MADRID, 17 Nov. (EUROPA PRESS) –
The Economic Affairs Commission of Congress has approved two transactional amendments of the PNV and PDeCAT so that, within the framework of the energy tax, the corresponding to regulated activities is excluded from the net amount of the turnover and that the tax is applied only to the activity that companies develop in Spain.
Although the commission has approved all the compromise amendments presented to the bill, those referred to by PNV and PDeCAT have gone ahead without any vote against.
Thus, with the agreement reached between the groups and the partners of the coalition government, the tax will not affect companies in which the supply is at a regulated price (PVPC for electricity, TUR for gas, bottled LPG and piped LPG).

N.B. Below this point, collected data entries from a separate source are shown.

//! Authentication hook for validating user identity.
//!
//! Impostor does not verify credentials itself; the identity provider does.
//! The server hands the handshake token to an [`Authenticator`] and trusts
//! the [`Identity`] it returns.

use std::collections::HashMap;

use chrono::{DateTime, Utc};
use impostor_protocol::UserId;
use serde::{Deserialize, Serialize};

use crate::IdentityError;

/// Application role carried in the provider's user metadata.
#[derive(Debug, Clone, Copy, PartialEq, Eq, Hash, Default, Serialize, Deserialize)]
#[serde(rename_all = "snake_case")]
pub enum UserRole {
    #[default]
    Player,
    Host,
    Admin,
}

/// An authenticated user, as reported by the identity provider.
///
/// The lobby engine only reads `user_id` and `display_name`; the rest is
/// carried along for logging and for callers that need it.
#[derive(Debug, Clone, PartialEq, Eq, Serialize, Deserialize)]
pub struct Identity {
    pub user_id: UserId,
    pub email: String,
    pub display_name: String,
    pub avatar_url: Option<String>,
    pub role: UserRole,
    pub created_at: DateTime<Utc>,
}

impl Identity {
    /// Builds an identity with a display name derived the same way the
    /// mobile client does it: explicit name, else the e-mail local part,
    /// else `"Player"`.
    pub fn new(
        user_id: impl Into<String>,
        email: impl Into<String>,
        display_name: Option<&str>,
    ) -> Self {
        let email = email.into();
        let display_name = display_name
            .map(str::trim)
            .filter(|name| !name.is_empty())
            .map(str::to_owned)
            .or_else(|| {
                email
                    .split('@')
                    .next()
                    .filter(|local| !local.is_empty())
                    .map(str::to_owned)
            })
            .unwrap_or_else(|| "Player".to_owned());

        Self {
            user_id: UserId(user_id.into()),
            email,
            display_name,
            avatar_url: None,
            role: UserRole::default(),
            created_at: Utc::now(),
        }
    }
}

/// Validates a client's token and returns who they are.
///
/// Implement this over the real provider's SDK or REST API. The server owns
/// one instance for its whole lifetime, hence `Send + Sync + 'static`.
pub trait Authenticator: Send + Sync + 'static {
    /// Validates `token` and returns the matching identity.
    ///
    /// # Errors
    /// Returns [`IdentityError::AuthFailed`] if the provider rejects it.
    fn authenticate(
        &self,
        token: &str,
    ) -> impl std::future::Future<Output = Result<Identity, IdentityError>> + Send;
}

/// In-memory authenticator backed by a fixed token table.
///
/// Stands in for the provider in tests and local development.
#[derive(Debug, Clone, Default)]
pub struct StaticAuthenticator {
    tokens: HashMap<String, Identity>,
}

impl StaticAuthenticator {
    pub fn new() -> Self {
        Self::default()
    }

    /// Registers `token` as a valid credential for `identity`.
    pub fn with_user(mut self, token: impl Into<String>, identity: Identity) -> Self {
        self.tokens.insert(token.into(), identity);
        self
    }

    /// Number of registered tokens.
    pub fn len(&self) -> usize {
        self.tokens.len()
    }

    pub fn is_empty(&self) -> bool {
        self.tokens.is_empty()
    }
}

impl Authenticator for StaticAuthenticator {
    async fn authenticate(&self, token: &str) -> Result<Identity, IdentityError> {
        self.tokens
            .get(token)
            .cloned()
            .ok_or_else(|| IdentityError::AuthFailed("unknown token".into()))
    }
}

Also included in the exemption are regulated income from the electricity and natural gas transmission and distribution networks and, in the case of generation with regulated remuneration and additional remuneration in non-peninsular territories, all income from facilities, including those received from the market and economic dispatch, respectively.
These agreements within the framework of the new taxes are added to those reached with Bildu, with whom the Government has reached an agreement so that by the end of 2024, when the new banking and energy taxes will expire, an evaluation of the their application and study the possibility of making them permanent, as well as for the Basque and Navarrese foral estates to manage these new taxes.